If you're unfamiliar either with the Schema to query or even how to write a GraphQL query, I highly recommend going to the dbt Cloud Discovery API playground. You'll be able to interactively explore the Schema while watching it write a GraphQL query for you!

Usage

The metadata property on the dbtCloudClient class has a single method to pass a query string and variables that will be submitted in the payload with the query. It's important to note that as a default this package will use the beta endpoint at https://metadata.cloud.getdbt.com/beta/graphql (or your particular host). As of this writing, there are many more beta fields that allow for a user to retrieve performance, lineage, recommendations, and much more! If you don't want to use the beta endpoint, construct your dbtCloudClient as follows:

from dbtc import dbtCloudClient

# Assuming I have `DBT_CLOUD_SERVICE_TOKEN` as an env var
client = dbtCloudClient(use_beta_endpoint=False)
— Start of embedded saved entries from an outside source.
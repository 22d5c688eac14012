#![deny(
    unsafe_code,
    missing_docs,
    dead_code,
    unused_results,
    non_snake_case,
    unreachable_pub
)]

//! Core contracts shared across the tabletop board client.
//!
//! This crate defines the message surface that connects adapters, the local
//! board model, and the session service. Systems submit [`Intent`] values
//! describing actions the remote service should arbitrate, the service answers
//! with [`Envelope`]-wrapped [`Inbound`] events, the board applies those events
//! through its single `apply` entry point, and then broadcasts [`Change`]
//! values so systems and renderers can react without reaching into the model.

use std::fmt;

use serde::{Deserialize, Serialize};
use thiserror::Error;

/// Outbound actions sent to the remote session service.
///
/// Intents are fire-and-forget: the local board never changes when an intent
/// is sent, only when the corresponding [`Inbound`] event comes back.
#[derive(Clone, Debug, PartialEq, Serialize, Deserialize)]
#[serde(tag = "type", rename_all = "snake_case")]
pub enum Intent {
    /// Joins the campaign session identified by `code`.
    JoinSession {
        /// Campaign code shared by every participant.
        code: String,
    },
    /// Requests the authoritative entity list for the campaign.
    RequestEntityList {
        /// Campaign code shared by every participant.
        code: String,
    },
    /// Requests that an entity be moved to the provided anchor cell.
    RequestMove {
        /// Entity that should move.
        entity: EntityId,
        /// Destination anchor cell.
        target: GridCell,
    },
    /// Requests that the service create a new entity on the board.
    RequestSpawn {
        /// Campaign code shared by every participant.
        code: String,
        /// Description of the entity to create.
        spec: EntitySpec,
    },
    /// Sends a chat line to every participant.
    SendChat {
        /// Campaign code shared by every participant.
        code: String,
        /// Message body.
        text: String,
    },
}

/// Authoritative events pushed by the remote session service.
#[derive(Clone, Debug, PartialEq, Serialize, Deserialize)]
#[serde(tag = "type", rename_all = "snake_case")]
pub enum Inbound {
    /// Map metadata and participant role became available for the session.
    SessionResourcesReady {
        /// Metadata describing the active map section.
        map: MapMeta,
        /// Role granted to this participant.
        role: Role,
        /// Entity controlled by this participant, if any.
        #[serde(default)]
        self_entity: Option<EntityId>,
    },
    /// Answer to an explicit entity list request.
    EntityListResult {
        /// Every entity currently on the board.
        entities: Vec<Entity>,
    },
    /// Confirms that an entity moved to a new anchor cell.
    EntityMoved {
        /// Entity that moved.
        entity: EntityId,
        /// Anchor cell the entity occupies after the move.
        to: GridCell,
    },
    /// Confirms that a new entity was created.
    EntitySpawned {
        /// Entity that was created, including its starting cell.
        entity: Entity,
    },
    /// Unsolicited full snapshot of every entity on the board.
    EntitiesSynced {
        /// Every entity currently on the board.
        entities: Vec<Entity>,
    },
    /// Confirms that an entity left the board.
    EntityRemoved {
        /// Entity that was removed.
        entity: EntityId,
    },
    /// Reports new hit points or armor class for an entity.
    EntityStatsUpdated {
        /// Entity whose stats changed.
        entity: EntityId,
        /// Updated hit points.
        hit_points: HitPoints,
        /// Updated armor class.
        armor_class: i32,
    },
    /// Chat line broadcast to the campaign.
    ChatMessage {
        /// Display name of the author.
        sender: String,
        /// Message body.
        text: String,
    },
    /// Error reported by the service or raised locally at the channel boundary.
    ErrorNotice {
        /// Human readable description.
        detail: String,
    },
}

impl Inbound {
    /// Reports whether the event replaces the complete entity set.
    #[must_use]
    pub const fn is_full_snapshot(&self) -> bool {
        matches!(
            self,
            Self::EntityListResult { .. } | Self::EntitiesSynced { .. }
        )
    }

    /// Short, stable name of the event used in logs.
    #[must_use]
    pub const fn name(&self) -> &'static str {
        match self {
            Self::SessionResourcesReady { .. } => "session_resources_ready",
            Self::EntityListResult { .. } => "entity_list_result",
            Self::EntityMoved { .. } => "entity_moved",
            Self::EntitySpawned { .. } => "entity_spawned",
            Self::EntitiesSynced { .. } => "entities_synced",
            Self::EntityRemoved { .. } => "entity_removed",
            Self::EntityStatsUpdated { .. } => "entity_stats_updated",
            Self::ChatMessage { .. } => "chat_message",
            Self::ErrorNotice { .. } => "error_notice",
        }
    }
}

/// Inbound event tagged with the optional per-campaign sequence number.
#[derive(Clone, Debug, PartialEq, Serialize, Deserialize)]
pub struct Envelope {
    /// Monotonic sequence number assigned by the service, when it provides one.
    #[serde(default, rename = "seq", skip_serializing_if = "Option::is_none")]
    pub sequence: Option<u64>,
    /// Event carried by the envelope.
    #[serde(flatten)]
    pub event: Inbound,
}

impl Envelope {
    /// Wraps an event that carries no sequence number.
    #[must_use]
    pub const fn unsequenced(event: Inbound) -> Self {
        Self {
            sequence: None,
            event,
        }
    }

    /// Wraps an event with the provided sequence number.
    #[must_use]
    pub const fn sequenced(sequence: u64, event: Inbound) -> Self {
        Self {
            sequence: Some(sequence),
            event,
        }
    }
}

/// Notifications broadcast by the board after an inbound event was applied.
#[derive(Clone, Debug, PartialEq, Eq)]
pub enum Change {
    /// The grid was allocated for a freshly loaded map.
    SessionReady {
        /// Number of grid columns.
        columns: u32,
        /// Number of grid rows.
        rows: u32,
        /// Role granted to this participant.
        role: Role,
    },
    /// A new entity was placed on the grid.
    EntityPlaced {
        /// Entity that was placed.
        entity: EntityId,
        /// Anchor cell now held by the entity.
        cell: GridCell,
    },
    /// An entity moved between two cells.
    EntityMoved {
        /// Entity that moved.
        entity: EntityId,
        /// Anchor cell before the move.
        from: GridCell,
        /// Anchor cell after the move.
        to: GridCell,
    },
    /// An entity left the board.
    EntityRemoved {
        /// Entity that was removed.
        entity: EntityId,
        /// Anchor cell the entity held before removal.
        cell: GridCell,
    },
    /// Hit points or armor class changed for an entity.
    StatsChanged {
        /// Entity whose stats changed.
        entity: EntityId,
    },
    /// The board was rebuilt from a full snapshot.
    Resynced {
        /// Number of entities retained on the board.
        retained: usize,
        /// Number of records skipped because their cell was unusable.
        skipped: usize,
    },
    /// A chat line was appended to the log.
    ChatReceived,
    /// A transient notice should be surfaced to the user.
    NoticeRaised,
}

/// Location of a single grid cell expressed as column and row coordinates.
///
/// Coordinates are signed so that conversions of points outside the map remain
/// representable; callers check validity against the grid bounds.
#[derive(Clone, Copy, Debug, PartialEq, Eq, Hash, PartialOrd, Ord, Serialize, Deserialize)]
pub struct GridCell {
    #[serde(rename = "x")]
    column: i32,
    #[serde(rename = "y")]
    row: i32,
}

impl GridCell {
    /// Creates a new grid cell coordinate.
    #[must_use]
    pub const fn new(column: i32, row: i32) -> Self {
        Self { column, row }
    }

    /// Zero-based column index of the cell.
    #[must_use]
    pub const fn column(&self) -> i32 {
        self.column
    }

    /// Zero-based row index of the cell.
    #[must_use]
    pub const fn row(&self) -> i32 {
        self.row
    }
}

impl fmt::Display for GridCell {
    fn fmt(&self, f: &mut fmt::Formatter<'_>) -> fmt::Result {
        write!(f, "({}, {})", self.column, self.row)
    }
}

/// Opaque identifier assigned to an entity by the session service.
#[derive(Clone, Debug, PartialEq, Eq, Hash, PartialOrd, Ord, Serialize, Deserialize)]
#[serde(transparent)]
pub struct EntityId(String);

impl EntityId {
    /// Creates a new entity identifier.
    #[must_use]
    pub fn new(value: impl Into<String>) -> Self {
        Self(value.into())
    }

    /// Borrows the identifier as a string slice.
    #[must_use]
    pub fn as_str(&self) -> &str {
        &self.0
    }

    /// Reports whether the identifier is empty and therefore unusable.
    #[must_use]
    pub fn is_empty(&self) -> bool {
        self.0.trim().is_empty()
    }
}

impl fmt::Display for EntityId {
    fn fmt(&self, f: &mut fmt::Formatter<'_>) -> fmt::Result {
        f.write_str(&self.0)
    }
}

/// Category of token placed on the board.
#[derive(Clone, Copy, Debug, PartialEq, Eq, Hash, Serialize, Deserialize)]
#[serde(rename_all = "snake_case")]
pub enum EntityKind {
    /// Token controlled by a player character.
    Player,
    /// Token controlled by the game master.
    Enemy,
}

/// Current and maximum hit points of an entity.
#[derive(Clone, Copy, Debug, PartialEq, Eq, Hash, Serialize, Deserialize)]
pub struct HitPoints {
    /// Remaining hit points.
    pub current: i32,
    /// Maximum hit points.
    pub max: i32,
}

impl HitPoints {
    /// Creates a new hit point pair.
    #[must_use]
    pub const fn new(current: i32, max: i32) -> Self {
        Self { current, max }
    }

    /// Remaining hit points as a fraction of the maximum, clamped to `0.0..=1.0`.
    #[must_use]
    pub fn ratio(&self) -> f32 {
        if self.max <= 0 {
            return 0.0;
        }
        (self.current as f32 / self.max as f32).clamp(0.0, 1.0)
    }
}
# Now all calls to the metadata service will use https://metadata.<host>.com/graphql
client.metadata.query(...)

query

Query the Discovery API

Parameters:

Name Type Description Default
query str

The GraphQL query to execute.

required
variables Dict

Dictionary containing the variables to include in the payload of the request. Defaults to None.

None
max_pages int

The max number of pages to paginate through when Defaults to None.

None
paginated_request_to_list bool

When paginating through a request, the elements of the list within each request will be combined into a single list of dictionaries. Defaults to True.

True

Returns:

Type Description
Union[List[Dict], Dict]

Union[List[Dict], Dict]: description

Examples:

Assuming that client is an instance of dbtCloudClient

query = '''
query ($environmentId: BigInt!, $first: Int!) {
environment(id: $environmentId) {
    definition {
    metrics(first: $first) {
        edges {
        node {
            name
            description
            type
            formula
            filter
            tags
            parents {
            name
            resourceType
            }
        }
        }
    }
    }
}
}
'''
variables = {'environmentId': 1, 'first': 500}
data = client.metadata.query(query, variables)
client.metadata.query(query, variables)